#### [YOUR GOAL]
Write out the data below exactly, from its first line to the line containing "z=10: origin visible", that line included.

#### [Stored items]
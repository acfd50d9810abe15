//! Camera with cached culling frustum
//!
//! The partitioners only ever see a [`Frustum`]; the camera's job is to keep
//! that frustum in sync with its view and projection matrices.

use crate::foundation::math::{Mat4, Mat4Ext, Vec3};
use crate::scene::bounds::Frustum;

/// A camera that exposes a world-space culling frustum
#[derive(Debug, Clone)]
pub struct Camera {
    view: Mat4,
    projection: Mat4,
    frustum: Frustum,
}

impl Camera {
    /// Create a perspective camera at the origin looking down -Z
    pub fn perspective(fov_y: f32, aspect: f32, near: f32, far: f32) -> Self {
        let projection = Mat4::perspective(fov_y, aspect, near, far);
        let view = Mat4::identity();
        let frustum = Frustum::from_matrix(&(projection * view));
        Self {
            view,
            projection,
            frustum,
        }
    }

    /// Point the camera at a target, rebuilding the frustum
    pub fn look_at(&mut self, eye: Vec3, target: Vec3, up: Vec3) {
        self.view = Mat4::look_at(eye, target, up);
        self.rebuild_frustum();
    }

    /// Replace the view matrix, rebuilding the frustum
    pub fn set_view(&mut self, view: Mat4) {
        self.view = view;
        self.rebuild_frustum();
    }

    /// Replace the projection matrix, rebuilding the frustum
    pub fn set_projection(&mut self, projection: Mat4) {
        self.projection = projection;
        self.rebuild_frustum();
    }

    /// The current view matrix
    pub fn view(&self) -> &Mat4 {
        &self.view
    }

    /// The current projection matrix
    pub fn projection(&self) -> &Mat4 {
        &self.projection
    }

    /// The world-space frustum for this camera's current matrices
    pub fn frustum(&self) -> &Frustum {
        &self.frustum
    }

    fn rebuild_frustum(&mut self) {
        self.frustum = Frustum::from_matrix(&(self.projection * self.view));
    }
}

#[cfg(test)]
mod tests {
    use super::*;
    use crate::scene::bounds::AABB;

    #[test]
    fn test_camera_frustum_tracks_view_changes() {
        let mut camera = Camera::perspective(std::f32::consts::FRAC_PI_2, 1.0, 0.1, 100.0);

        let box_at_origin = AABB::from_center_extents(Vec3::zeros(), Vec3::new(1.0, 1.0, 1.0));

        // Looking down -Z from z=10: origin visible
        camera.look_at(Vec3::new(0.0, 0.0, 10.0), Vec3::zeros(), Vec3::new(0.0, 1.0, 0.0));
        assert!(camera.frustum().intersects_aabb(&box_at_origin));

        // Turn the camera around: origin no longer visible
        camera.look_at(
            Vec3::new(0.0, 0.0, 10.0),
            Vec3::new(0.0, 0.0, 20.0),
            Vec3::new(0.0, 1.0, 0.0),
        );
        assert!(!camera.frustum().intersects_aabb(&box_at_origin));
    }
}
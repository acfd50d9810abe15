//! # Prism Engine
//!
//! Spatial partitioning and visibility culling for 3D scenes.
//!
//! Every frame, an engine needs to answer "which objects are potentially
//! visible from this camera" without testing the whole scene. Prism
//! provides the pieces that answer it:
//!
//! - **Dynamic octree**: a sparse, hash-addressed octree over moving
//!   actors, lights and particle systems with policy-driven subdivision
//! - **Hierarchical spatial hash**: an alternative broad-phase index with
//!   different memory/query trade-offs
//! - **Static geometry octree**: per-mesh triangle bucketing by material
//!   for frustum-limited render-list generation
//! - **Partitioner contract**: staged add/update/remove writes and a
//!   per-camera visibility query, implemented by both broad phases
//!
//! ## Quick Start
//!
//! ```rust
//! use prism_engine::prelude::*;
//!
//! let config = CullingConfig::default();
//! let mut scene = SceneManager::new(config.create_partitioner());
//!
//! scene.add_actor(
//!     ActorId(1),
//!     AABB::from_center_extents(Vec3::zeros(), Vec3::new(10.0, 10.0, 10.0)),
//! );
//! scene.apply_writes()?;
//!
//! let mut camera = Camera::perspective(std::f32::consts::FRAC_PI_2, 16.0 / 9.0, 0.1, 100.0);
//! camera.look_at(Vec3::new(0.0, 0.0, 30.0), Vec3::zeros(), Vec3::new(0.0, 1.0, 0.0));
//! let camera_id = scene.add_camera(camera);
//!
//! let (_lights, geometry) = scene.visible_lights_and_geometry(camera_id);
//! assert!(geometry.contains(&GeometryNode::Actor(ActorId(1))));
//! # Ok::<(), prism_engine::spatial::PartitionerError>(())
//! ```

#![warn(missing_docs)]
#![warn(clippy::all, clippy::pedantic, clippy::nursery)]
#![allow(clippy::module_name_repetitions, clippy::similar_names, clippy::too_many_arguments)]

pub mod config;
pub mod foundation;
pub mod scene;
pub mod spatial;

/// Common imports for engine users
pub mod prelude {
    pub use crate::{
        config::{Config, CullingConfig, PartitionerKind},
        foundation::math::{Mat4, Mat4Ext, Vec3},
        scene::{
            ActorId, Camera, CameraId, Frustum, GeomId, GeometryNode, LightId, MaterialId,
            MeshData, ParticleSystemId, SceneManager, SubMesh, AABB,
        },
        spatial::{GeomCuller, OctreePartitioner, Partitioner, SpatialHashPartitioner},
    };
}
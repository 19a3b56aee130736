//! # Memory Management
//!
//! Chunked slabs for many small, short-lived objects.
//!
//! ## Layers
//!
//! - [`Chunk`] - one slab of at most 255 equally sized blocks
//! - [`FixedAllocator`] - a growable set of chunks for one block size
//! - [`SmallObjectAllocator`] - one `FixedAllocator` per size class, plus
//!   the system path for large and over-aligned objects
//! - [`BucketSet`] - the seam that lets other front ends share bucket
//!   construction, trim-and-retry and mismatch diagnosis

mod chunk;
mod fixed;
mod front;
mod size_class;
mod small;
mod system;

#[cfg(debug_assertions)]
pub use chunk::POISON;
pub use chunk::{Chunk, CHUNK_ALIGN, MAX_BLOCKS_PER_CHUNK};
pub use fixed::{FixedAllocator, MAX_OBJECTS_PER_CHUNK, MIN_OBJECTS_PER_CHUNK};
pub use front::{allocate_with_retry, build_buckets, diagnose_rejected, BucketSet};
pub use size_class::{Route, SizeClasses};
pub use small::SmallObjectAllocator;
pub use system::{large_layout, LargeObjects, LARGE_OBJECT_ALIGN};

#### [EXPECTED ANSWER]
repository acfd50d9810abe15
//! Camera with cached culling frustum
//!
//! The partitioners only ever see a [`Frustum`]; the camera's job is to keep
//! that frustum in sync with its view and projection matrices.

use crate::foundation::math::{Mat4, Mat4Ext, Vec3};
use crate::scene::bounds::Frustum;

/// A camera that exposes a world-space culling frustum
#[derive(Debug, Clone)]
pub struct Camera {
    view: Mat4,
    projection: Mat4,
    frustum: Frustum,
}

impl Camera {
    /// Create a perspective camera at the origin looking down -Z
    pub fn perspective(fov_y: f32, aspect: f32, near: f32, far: f32) -> Self {
        let projection = Mat4::perspective(fov_y, aspect, near, far);
        let view = Mat4::identity();
        let frustum = Frustum::from_matrix(&(projection * view));
        Self {
            view,
            projection,
            frustum,
        }
    }

    /// Point the camera at a target, rebuilding the frustum
    pub fn look_at(&mut self, eye: Vec3, target: Vec3, up: Vec3) {
        self.view = Mat4::look_at(eye, target, up);
        self.rebuild_frustum();
    }

    /// Replace the view matrix, rebuilding the frustum
    pub fn set_view(&mut self, view: Mat4) {
        self.view = view;
        self.rebuild_frustum();
    }

    /// Replace the projection matrix, rebuilding the frustum
    pub fn set_projection(&mut self, projection: Mat4) {
        self.projection = projection;
        self.rebuild_frustum();
    }

    /// The current view matrix
    pub fn view(&self) -> &Mat4 {
        &self.view
    }

    /// The current projection matrix
    pub fn projection(&self) -> &Mat4 {
        &self.projection
    }

    /// The world-space frustum for this camera's current matrices
    pub fn frustum(&self) -> &Frustum {
        &self.frustum
    }

    fn rebuild_frustum(&mut self) {
        self.frustum = Frustum::from_matrix(&(self.projection * self.view));
    }
}

#[cfg(test)]
mod tests {
    use super::*;
    use crate::scene::bounds::AABB;

    #[test]
    fn test_camera_frustum_tracks_view_changes() {
        let mut camera = Camera::perspective(std::f32::consts::FRAC_PI_2, 1.0, 0.1, 100.0);

        let box_at_origin = AABB::from_center_extents(Vec3::zeros(), Vec3::new(1.0, 1.0, 1.0));

        // Looking down -Z from z=10: origin visible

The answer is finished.